Extreme travel insurance is an expanding category of coverage

Extreme travel insurance - woman swimming with a shark

With new and risky sports and activities cropping up worldwide, policies are developing to cover them.

If there is anything the recent tragic Titanic shipwreck tour disaster has underscored, it is the risk associated with some of the activities wealthy tourists are taking on, which is why extreme travel insurance is a growing form of coverage.

Despite the dangers, tourism is offering a lengthening list of risky activities for travelers to experience.

From deep sea dives to swimming in shark-infested waters, and from climbing to mountaintops to visiting the South Pole, it’s no wonder extreme travel insurance has a market, and one that is growing. After all, a regular policy simply wouldn’t cover the types of risk associated with going to space.

Extreme travel insurance - Person mountain climbing

Adventure tourism is a market that is expected to reach over $1 trillion in revenue worldwide by the end of the decade. In 2022, that figure was $316.6 billion, revealing an outstanding rate of growth, according to Grand View Research statistics.

Moreover, as interest grows in this type of experience, so will the need for search and rescue missions when things don’t go according to plan, said the National Association for Search and Rescue’s president Mikki Hastings. “Whether it’s space or Everest, every person deserves to be found,” said Hastings.

Extreme travel insurance is being offered by a growing number of companies seeking to profit from the trend.

Insurers are looking to offer their customers a way to mitigate the potential emergency costs of their adventure vacation. Some include rescue and medical evacuation from remote locations in their policies. That said, there is currently no standard plan in this industry. It’s very important for anyone considering this type of coverage to take a close look at what is covered, and if that is adequate for what they could possibly need to cover.

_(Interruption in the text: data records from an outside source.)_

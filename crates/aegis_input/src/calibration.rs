//! Gaze calibration: target sequence plus accuracy scoring.
//!
//! A run walks a 3x3 target grid twice: first a display pass (one target
//! at a time, so the upstream tracker can record correspondences), then an
//! accuracy pass that samples the live smoothed stream against each
//! target. Both passes are deadline-driven state transitions, so tests run
//! the whole sequence on virtual time.
//!
//! A timed-out point signals instrumentation failure, not poor accuracy:
//! it is excluded from the accuracy mean rather than scored zero. Runs
//! where too many points time out are flagged low-confidence instead.

use crate::config::CalibrationConfig;
use aegis_core::{Feedback, FeedbackHub, Vec2};
use serde::{Deserialize, Serialize};
use smallvec::SmallVec;
use tracing::{debug, info, warn};

/// One fixed on-screen target.
#[derive(Debug, Clone, Copy, PartialEq, Serialize, Deserialize)]
pub struct CalibrationPoint {
    pub pos: Vec2,
    pub row: u8,
    pub col: u8,
}

/// Result of a completed (or failed) run. Frozen once produced.
#[derive(Debug, Clone, PartialEq, Serialize, Deserialize)]
pub struct CalibrationOutcome {
    pub success: bool,
    /// Mean per-point score over points that produced any samples.
    pub accuracy: f64,
    /// Whether the run walked every point (false when the sensor was
    /// unavailable at start).
    pub completed: bool,
    /// Points whose sampling window produced nothing.
    pub timed_out_points: usize,
    /// Set when more than the configured ratio of points timed out.
    pub low_confidence: bool,
}

impl CalibrationOutcome {
    fn unavailable() -> Self {
        Self {
            success: false,
            accuracy: 0.0,
            completed: false,
            timed_out_points: 0,
            low_confidence: false,
        }
    }
}

#[derive(Debug)]
enum Phase {
    Idle,
    /// Display pass: target `index` is on screen until the deadline.
    Showing { index: usize, until_ms: u64 },
    /// Accuracy pass: sampling the live stream against target `index`.
    Measuring {
        index: usize,
        deadline_ms: u64,
        samples: SmallVec<[Vec2; 10]>,
    },
}

/// Session counters.
#[derive(Debug, Clone, Copy, Default, PartialEq, Eq, Serialize, Deserialize)]
pub struct CalibrationStats {
    pub attempts: u64,
}

/// Deadline-driven calibration state machine.
#[derive(Debug)]
pub struct CalibrationEngine {
    config: CalibrationConfig,
    points: Vec<CalibrationPoint>,
    scores: Vec<Option<f64>>,
    phase: Phase,
    outcome: Option<CalibrationOutcome>,
    stats: CalibrationStats,
}

impl CalibrationEngine {
    pub fn new(config: CalibrationConfig) -> Self {
        Self {
            config,
            points: Vec::new(),
            scores: Vec::new(),
            phase: Phase::Idle,
            outcome: None,
            stats: CalibrationStats::default(),
        }
    }

    /// Generate the target grid for a viewport.
    pub fn grid_points(config: &CalibrationConfig, viewport: Vec2) -> Vec<CalibrationPoint> {
        let side = config.grid_side.max(2) as u32;
        let margin = config.margin_px;
        let width = viewport.x - margin * 2.0;
        let height = viewport.y - margin * 2.0;
        let steps = (side - 1) as f32;

        let mut points = Vec::with_capacity((side * side) as usize);
        for row in 0..side {
            for col in 0..side {
                points.push(CalibrationPoint {
                    pos: Vec2::new(
                        margin + width * col as f32 / steps,
                        margin + height * row as f32 / steps,
                    ),
                    row: row as u8,
                    col: col as u8,
                });
            }
        }
        points
    }

    /// Begin a run. Replaces any previous run; its outcome is discarded.
    ///
    /// A degenerate viewport means the display/sensor stack is not up;
    /// the run completes immediately as a failure rather than erroring.
    pub fn start(&mut self, viewport: Vec2, now_ms: u64, hub: &mut FeedbackHub) {
        self.stats.attempts += 1;

        if viewport.x <= 0.0 || viewport.y <= 0.0 {
            warn!("calibration started without a usable viewport");
            self.phase = Phase::Idle;
            self.outcome = Some(CalibrationOutcome::unavailable());
            return;
        }

        // The previous outcome stays visible until this run completes and
        // replaces it.
        self.points = Self::grid_points(&self.config, viewport);
        self.scores = vec![None; self.points.len()];
        self.phase = Phase::Showing {
            index: 0,
            until_ms: now_ms + self.config.point_display_ms,
        };

        info!(points = self.points.len(), "calibration started");
        hub.broadcast(&Feedback::CalibrationStarted);
    }

    /// Abort the run in progress. The previous outcome, if any, stays.
    pub fn cancel(&mut self) {
        if !matches!(self.phase, Phase::Idle) {
            debug!("calibration cancelled");
        }
        self.phase = Phase::Idle;
    }

    pub fn in_progress(&self) -> bool {
        !matches!(self.phase, Phase::Idle)
    }

    /// Target the UI should currently display, if any.
    pub fn current_target(&self) -> Option<&CalibrationPoint> {
        match self.phase {
            Phase::Showing { index, .. } | Phase::Measuring { index, .. } => {
                self.points.get(index)
            }
            Phase::Idle => None,
        }
    }

    /// Outcome of the last finished run.
    pub fn outcome(&self) -> Option<&CalibrationOutcome> {
        self.outcome.as_ref()
    }

    pub fn is_calibrated(&self) -> bool {
        self.outcome.as_ref().is_some_and(|o| o.success)
    }

    pub fn stats(&self) -> CalibrationStats {
        self.stats
    }

    /// Feed one live smoothed gaze sample. Only consumed while measuring.
    pub fn push_sample(&mut self, pos: Vec2, now_ms: u64, hub: &mut FeedbackHub) {
        if let Phase::Measuring { index, samples, .. } = &mut self.phase {
            samples.push(pos);
            if samples.len() >= self.config.samples_per_point {
                let index = *index;
                let samples = std::mem::take(samples);
                self.finish_point(index, samples, now_ms, hub);
            }
        }
    }

    /// Advance deadlines. Call from the host frame loop.
    pub fn tick(&mut self, now_ms: u64, hub: &mut FeedbackHub) {
        match &mut self.phase {
            Phase::Idle => {}
            Phase::Showing { index, until_ms } => {
                if now_ms >= *until_ms {
                    let next = *index + 1;
                    if next < self.points.len() {
                        self.phase = Phase::Showing {
                            index: next,
                            until_ms: now_ms + self.config.point_display_ms,
                        };
                    } else {
                        // Display pass done; start the accuracy pass.
                        self.phase = Phase::Measuring {
                            index: 0,
                            deadline_ms: now_ms + self.config.sample_timeout_ms,
                            samples: SmallVec::new(),
                        };
                    }
                }
            }
            Phase::Measuring {
                index,
                deadline_ms,
                samples,
            } => {
                if now_ms >= *deadline_ms {
                    let index = *index;
                    let samples = std::mem::take(samples);
                    self.finish_point(index, samples, now_ms, hub);
                }
            }
        }
    }

    fn finish_point(
        &mut self,
        index: usize,
        samples: SmallVec<[Vec2; 10]>,
        now_ms: u64,
        hub: &mut FeedbackHub,
    ) {
        self.scores[index] = self.score_point(index, &samples);

        let next = index + 1;
        if next < self.points.len() {
            self.phase = Phase::Measuring {
                index: next,
                deadline_ms: now_ms + self.config.sample_timeout_ms,
                samples: SmallVec::new(),
            };
        } else {
            self.complete(hub);
        }
    }

    fn score_point(&self, index: usize, samples: &[Vec2]) -> Option<f64> {
        if samples.is_empty() {
            debug!(index, "calibration point timed out");
            return None;
        }

        let n = samples.len() as f32;
        let mean = Vec2::new(
            samples.iter().map(|p| p.x).sum::<f32>() / n,
            samples.iter().map(|p| p.y).sum::<f32>() / n,
        );
        let distance = mean.distance(self.points[index].pos);
        let score = (1.0 - f64::from(distance) / f64::from(self.config.accuracy_radius_px)).max(0.0);
        debug!(index, distance, score, "calibration point scored");
        Some(score)
    }

    fn complete(&mut self, hub: &mut FeedbackHub) {
        let scored: Vec<f64> = self.scores.iter().flatten().copied().collect();
        let timed_out = self.scores.iter().filter(|s| s.is_none()).count();

        let accuracy = if scored.is_empty() {
            0.0
        } else {
            scored.iter().sum::<f64>() / scored.len() as f64
        };
        let timeout_ratio = timed_out as f64 / self.scores.len().max(1) as f64;

        let outcome = CalibrationOutcome {
            success: accuracy >= self.config.accuracy_threshold,
            accuracy,
            completed: true,
            timed_out_points: timed_out,
            low_confidence: timeout_ratio > self.config.low_confidence_timeout_ratio,
        };

        info!(
            accuracy,
            success = outcome.success,
            timed_out,
            "calibration completed"
        );
        hub.broadcast(&Feedback::CalibrationCompleted { accuracy });

        self.outcome = Some(outcome);
        self.phase = Phase::Idle;
    }
}

#[cfg(test)]
mod tests {
    use super::*;

    fn config() -> CalibrationConfig {
        CalibrationConfig::default()
    }

    fn engine() -> CalibrationEngine {
        CalibrationEngine::new(config())
    }

    const VIEWPORT: Vec2 = Vec2::new(1000.0, 800.0);

    /// Run the display pass to completion, returning the time at which
    /// the accuracy pass begins.
    fn run_display_pass(engine: &mut CalibrationEngine, hub: &mut FeedbackHub) -> u64 {
        let mut now = 0;
        engine.start(VIEWPORT, now, hub);
        for _ in 0..9 {
            now += 2000;
            engine.tick(now, hub);
        }
        now
    }

    #[test]
    fn grid_is_three_by_three_with_margin() {
        let points = CalibrationEngine::grid_points(&config(), VIEWPORT);
        assert_eq!(points.len(), 9);
        assert_eq!(points[0].pos, Vec2::new(100.0, 100.0));
        assert_eq!(points[4].pos, Vec2::new(500.0, 400.0));
        assert_eq!(points[8].pos, Vec2::new(900.0, 700.0));
    }

    #[test]
    fn perfect_samples_score_full_accuracy() {
        let mut engine = engine();
        let mut hub = FeedbackHub::new();
        let mut now = run_display_pass(&mut engine, &mut hub);

        // Feed 10 on-target samples per point.
        for _ in 0..9 {
            let target = engine.current_target().expect("target").pos;
            for _ in 0..10 {
                now += 10;
                engine.push_sample(target, now, &mut hub);
            }
        }

        let outcome = engine.outcome().expect("outcome");
        assert!(outcome.success);
        assert!(outcome.completed);
        assert!((outcome.accuracy - 1.0).abs() < 1e-6);
        assert_eq!(outcome.timed_out_points, 0);
        assert!(!outcome.low_confidence);
        assert!(engine.is_calibrated());
    }

    #[test]
    fn hundred_px_error_scores_half() {
        let mut engine = engine();
        let mut hub = FeedbackHub::new();
        let mut now = run_display_pass(&mut engine, &mut hub);

        for _ in 0..9 {
            let target = engine.current_target().expect("target").pos;
            for _ in 0..10 {
                now += 10;
                engine.push_sample(Vec2::new(target.x + 100.0, target.y), now, &mut hub);
            }
        }

        let outcome = engine.outcome().expect("outcome");
        assert!((outcome.accuracy - 0.5).abs() < 1e-3);
        assert!(!outcome.success);
    }

    #[test]
    fn timed_out_points_are_excluded_not_zeroed() {
        let mut engine = engine();
        let mut hub = FeedbackHub::new();
        let mut now = run_display_pass(&mut engine, &mut hub);

        // First point: no samples, let it time out.
        now += 3000;
        engine.tick(now, &mut hub);

        // Remaining 8 points: perfect samples.
        for _ in 0..8 {
            let target = engine.current_target().expect("target").pos;
            for _ in 0..10 {
                now += 10;
                engine.push_sample(target, now, &mut hub);
            }
        }

        let outcome = engine.outcome().expect("outcome");
        // One excluded point must not drag the mean down.
        assert!((outcome.accuracy - 1.0).abs() < 1e-6);
        assert_eq!(outcome.timed_out_points, 1);
        // 1/9 ≈ 11% timed out: below the 30% low-confidence bar.
        assert!(!outcome.low_confidence);
    }

    #[test]
    fn mostly_timed_out_run_is_low_confidence() {
        let mut engine = engine();
        let mut hub = FeedbackHub::new();
        let mut now = run_display_pass(&mut engine, &mut hub);

        // 4 of 9 points time out (44% > 30%).
        for i in 0..9 {
            if i < 4 {
                now += 3000;
                engine.tick(now, &mut hub);
            } else {
                let target = engine.current_target().expect("target").pos;
                for _ in 0..10 {
                    now += 10;
                    engine.push_sample(target, now, &mut hub);
                }
            }
        }

        let outcome = engine.outcome().expect("outcome");
        assert!(outcome.low_confidence);
        assert_eq!(outcome.timed_out_points, 4);
    }

    #[test]
    fn unusable_viewport_fails_without_panicking() {
        let mut engine = engine();
        let mut hub = FeedbackHub::new();

        engine.start(Vec2::ZERO, 0, &mut hub);

        let outcome = engine.outcome().expect("outcome");
        assert!(!outcome.success);
        assert_eq!(outcome.accuracy, 0.0);
        assert!(!outcome.completed);
        assert!(!engine.in_progress());
    }

    #[test]
    fn cancel_keeps_previous_outcome() {
        let mut engine = engine();
        let mut hub = FeedbackHub::new();
        let mut now = run_display_pass(&mut engine, &mut hub);

        for _ in 0..9 {
            let target = engine.current_target().expect("target").pos;
            for _ in 0..10 {
                now += 10;
                engine.push_sample(target, now, &mut hub);
            }
        }
        assert!(engine.is_calibrated());

        // New run, cancelled mid-way: stale ticks no-op, old outcome kept.
        engine.start(VIEWPORT, now, &mut hub);
        engine.cancel();
        engine.tick(now + 10_000, &mut hub);
        assert!(!engine.in_progress());
        assert!(engine.outcome().is_some());
    }

    #[test]
    fn samples_during_display_pass_are_ignored() {
        let mut engine = engine();
        let mut hub = FeedbackHub::new();
        engine.start(VIEWPORT, 0, &mut hub);

        engine.push_sample(Vec2::new(100.0, 100.0), 10, &mut hub);
        // Still in the display pass for point 0.
        assert!(engine.in_progress());
        assert!(engine.outcome().is_none());
    }
}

A conventional travel insurance policy won’t send paramedics, for instance, even though it would typically cover emergency costs. Global Rescue CEO Dan Richards explained in a New York Times report that an extreme travel insurance policy can include evacuation services. It can also be upgraded to send “military special operations veterans” to retrieve a covered individual from war zones and other dangerous locations. Of course, these policies don’t come cheap, but then again, neither does this type of high-risk tourism.